:: DATA TO EXAMINE ::

//! Error handling for batch validation and ingestion.
//!
//! Each pipeline stage has its own variant so callers can tell a fatal
//! schema or export failure apart from a recoverable row-level insert
//! failure, which the table store handles by quarantining the file.

use std::path::PathBuf;
use thiserror::Error;

#[derive(Error, Debug)]
pub enum PipelineError {
    #[error("Schema error in {path}: {reason}")]
    Schema { path: PathBuf, reason: String },

    #[error("Filename validation failed during {operation}: {source}")]
    Validation {
        operation: String,
        #[source]
        source: std::io::Error,
    },

    #[error("Archiving bad files failed during {operation}: {source}")]
    Archive {
        operation: String,
        #[source]
        source: std::io::Error,
    },

    #[error("Insert into {table} failed for file {file} at line {line}: {reason}")]
    Insert {
        file: String,
        table: String,
        line: usize,
        reason: String,
    },

    #[error("Export to {path} failed: {reason}")]
    Export { path: PathBuf, reason: String },

    #[error("Database error during {operation}: {source}")]
    Database {
        operation: String,
        #[source]
        source: rusqlite::Error,
    },

    #[error("IO error during {context}: {source}")]
    Io {
        context: String,
        #[source]
        source: std::io::Error,
    },

    #[error("Polars error: {0}")]
    Polars(#[from] polars::error::PolarsError),

    #[error("Configuration error: {message}")]
    Configuration { message: String },
}

impl PipelineError {
    /// Create a schema error for the document at `path`
    pub fn schema(path: impl Into<PathBuf>, reason: impl Into<String>) -> Self {
        Self::Schema {
            path: path.into(),
            reason: reason.into(),
        }
    }

    /// Create a filename validation error
    pub fn validation(operation: impl Into<String>, source: std::io::Error) -> Self {
        Self::Validation {
            operation: operation.into(),
            source,
        }
    }

    /// Create an archive error
    pub fn archive(operation: impl Into<String>, source: std::io::Error) -> Self {
        Self::Archive {
            operation: operation.into(),
            source,
        }
    }

    /// Create an export error
    pub fn export(path: impl Into<PathBuf>, reason: impl Into<String>) -> Self {
        Self::Export {
            path: path.into(),
            reason: reason.into(),
        }
    }

    /// Create a database error with the operation that issued the statement
    pub fn database(operation: impl Into<String>, source: rusqlite::Error) -> Self {
        Self::Database {
            operation: operation.into(),
            source,
        }
    }

    /// Create an I/O error with context
    pub fn io(context: impl Into<String>, source: std::io::Error) -> Self {
        Self::Io {
            context: context.into(),
            source,
        }
    }

    /// Create a configuration error
    pub fn configuration(message: impl Into<String>) -> Self {
        Self::Configuration {
            message: message.into(),
        }
    }

    /// Whether this error is recovered locally instead of aborting the run
    pub fn is_recoverable(&self) -> bool {
        matches!(self, Self::Insert { .. })
    }
}

pub type Result<T> = std::result::Result<T, PipelineError>;
//! Loading the exported table for downstream use.
//!
//! The export is the hand-off point to whatever consumes the ingested data.
//! This module reads it back into a polars [`DataFrame`] and, when a schema
//! is supplied, checks that the header matches the schema's column order.

use crate::error::{PipelineError, Result};
use crate::schema::Schema;
use polars::prelude::*;
use std::path::Path;
use tracing::debug;

/// Read an exported CSV file into a DataFrame
pub fn load_export(path: &Path, schema: Option<&Schema>) -> Result<DataFrame> {
    if !path.is_file() {
        return Err(PipelineError::export(path, "export file not found"));
    }

    debug!("Loading export from {}", path.display());
    let df = LazyCsvReader::new(path)
        .with_has_header(true)
        .finish()?
        .collect()?;

    if let Some(schema) = schema {
        let found: Vec<&str> = df.get_column_names().iter().map(|n| n.as_str()).collect();
        let expected: Vec<&str> = schema.column_names().collect();
        if found != expected {
            return Err(PipelineError::export(
                path,
                format!(
                    "header does not match schema: expected [{}], found [{}]",
                    expected.join(", "),
                    found.join(", ")
                ),
            ));
        }
    }

    Ok(df)
}

/// Per-column overview of a loaded export
#[derive(Debug, Clone, PartialEq, Eq)]
pub struct ColumnSummary {
    pub name: String,
    pub dtype: String,
    pub nulls: usize,
}

#[derive(Debug, Clone, PartialEq, Eq)]
pub struct FrameSummary {
    pub rows: usize,
    pub columns: Vec<ColumnSummary>,
}

pub fn summarize(df: &DataFrame) -> FrameSummary {
    FrameSummary {
        rows: df.height(),
        columns: df
            .get_columns()
            .iter()
            .map(|column| ColumnSummary {
                name: column.name().to_string(),
                dtype: column.dtype().to_string(),
                nulls: column.null_count(),
            })
            .collect(),
    }
}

:::

What lines in the data include the string "that"? Copy each one.

    /// Create a database error with the operation that issued the statement
//! is supplied, checks that the header matches the schema's column order.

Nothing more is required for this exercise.